L’accord de paix de Pretoria, signé le 2 novembre 2022, a arrêté, du moins pour l’instant, la guerre qui avait tué, selon certaines estimations, 600 000 personnes et assiégé le Tigré. Alors qu’une famine ravageait la région, le TPLF a manqué de ressources militaires et les Tigréens ont été privés d’aide humanitaire et coupés de l’électricité, des communications et des services financiers. Pendant deux mois, cependant, les Forces de défense nationale éthiopiennes n’ont toujours pas pu capturer Mekelle malgré l’aide des forces érythréennes et amhara. L’Éthiopie a dû faire face à des pressions occidentales pour mettre fin au conflit alors que son économie s’effondrait et que les sanctions économiques occidentales épuisaient les réserves de devises étrangères déjà limitées.
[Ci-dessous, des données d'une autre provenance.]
// Copyright 2026 the Bracken Authors
// SPDX-License-Identifier: Apache-2.0 OR MIT

use criterion::{Criterion, Throughput, black_box, criterion_group, criterion_main};

use bracken_crossing::tracker::CrossingTracker;
use bracken_crossing::types::{Crossing, DeviceId, DeviceKind, Modifiers, Sample};
use bracken_scene::{ElementDesc, ElementId, Scene, SurfaceId};
use kurbo::{Point, Rect};

const GRID: usize = 16;
const CELL: f64 = 32.0;

/// A surface whose root holds a GRID×GRID lattice of reactive cells.
fn grid_scene() -> (Scene, SurfaceId) {
    let mut scene = Scene::new();
    let side = GRID as f64 * CELL;
    let root = scene.insert(
        None,
        ElementDesc {
            bounds: Rect::new(0.0, 0.0, side, side),
            ..Default::default()
        },
    );
    for y in 0..GRID {
        for x in 0..GRID {
            let x0 = x as f64 * CELL;
            let y0 = y as f64 * CELL;
            let _ = scene.insert(
                Some(root),
                ElementDesc {
                    bounds: Rect::new(x0, y0, x0 + CELL, y0 + CELL),
                    z_index: 1,
                    ..Default::default()
                },
            );
        }
    }
    let surface = scene.add_surface(root).unwrap();
    (scene, surface)
}

fn pointer_at_origin(
    scene: &mut Scene,
    surface: SurfaceId,
    sink: &mut impl FnMut(&Crossing<ElementId, SurfaceId>),
) -> (CrossingTracker<ElementId, SurfaceId>, DeviceId) {
    let mut tracker = CrossingTracker::new();
    let mouse = tracker.add_device(DeviceKind::Pointer, "bench mouse");
    tracker.process_sample(
        scene,
        sink,
        mouse,
        Sample {
            position: Point::new(CELL / 2.0, CELL / 2.0),
            modifiers: Modifiers::empty(),
            time: 0,
            surface: Some(surface),
        },
    );
    (tracker, mouse)
}

/// Every sample lands in a different cell: full Leave/Enter synthesis.
fn bench_retarget_churn(c: &mut Criterion) {
    let (mut scene, surface) = grid_scene();
    let mut crossings = 0_u64;
    let mut sink = |_c: &Crossing<ElementId, SurfaceId>| crossings += 1;
    let (mut tracker, mouse) = pointer_at_origin(&mut scene, surface, &mut sink);

    let mut group = c.benchmark_group("retarget_churn");
    group.throughput(Throughput::Elements(1));
    group.bench_function("alternate_cells", |b| {
        let mut time = 1_u64;
        b.iter(|| {
            // Hop between two diagonal cells.
            let which = time % 2;
            let coord = CELL / 2.0 + which as f64 * CELL;
            let target = tracker.process_sample(
                &mut scene,
                &mut sink,
                mouse,
                Sample {
                    position: Point::new(coord, coord),
                    modifiers: Modifiers::empty(),
                    time,
                    surface: None,
                },
            );
            time += 1;
            black_box(target)
        });
    });
    group.finish();
    black_box(crossings);
}

/// Every sample lands in the same cell: pick runs, transition is absorbed.
fn bench_stationary_samples(c: &mut Criterion) {
    let (mut scene, surface) = grid_scene();
    let mut crossings = 0_u64;
    let mut sink = |_c: &Crossing<ElementId, SurfaceId>| crossings += 1;
    let (mut tracker, mouse) = pointer_at_origin(&mut scene, surface, &mut sink);

    let mut group = c.benchmark_group("stationary_samples");
    group.throughput(Throughput::Elements(1));
    group.bench_function("same_cell", |b| {
        let mut time = 1_u64;
        b.iter(|| {
            let target = tracker.process_sample(
                &mut scene,
                &mut sink,
                mouse,
                Sample {
                    position: Point::new(CELL / 2.0, CELL / 2.0),
                    modifiers: Modifiers::empty(),
                    time,
                    surface: None,
                },
            );
            time += 1;
            black_box(target)
        });
    });
    group.finish();
    black_box(crossings);
}

criterion_group!(benches, bench_retarget_churn, bench_stationary_samples);
criterion_main!(benches);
I. Les canons se taisent ; les services sont de retour, mais tout ne va pas bien

La signature de l’accord de paix Éthiopie-Tigré doit donc être comprise dans ce contexte. Bien qu’il ait, surtout, apporté un répit à la guerre, y compris la reprise des communications et de l’acheminement de l’aide, il reste encore des défis majeurs à relever. Des services de base limités tels que l’électricité, les services bancaires et les lignes téléphoniques ont été activés dans de nombreuses régions. Certains Tigréens peuvent désormais parler à leur famille, et quelques-uns peuvent même rendre visite à leurs proches, n’ayant ni vu ni entendu parler d’eux depuis plus de deux ans. Les vols ont repris entre Addis et Mekelle et quelques villes, mais le coût des voyages en avion est prohibitif, même pour ceux qui pouvaient se le permettre auparavant. À cet égard, il pourrait être significatif que les services de bus vers Addis et d’autres villes n’aient pas repris. En effet, les plus démunis de la guerre ne sont toujours pas autorisés à voir leur famille. Les jeunes ne sont pas autorisés à voyager pour des raisons inconnues et non divulguées. Quelques banques privées ont ouvert leurs portes, mais elles manquent de liquidités. Les files d’attente sont longues, les retraits bancaires pour des montants limités ne vont que jusqu’à présent. Les camions transportant des marchandises commerciales vers le Tigré sont lourdement taxés aux points de contrôle à Amhara, comme s’ils étaient en route vers un pays étranger.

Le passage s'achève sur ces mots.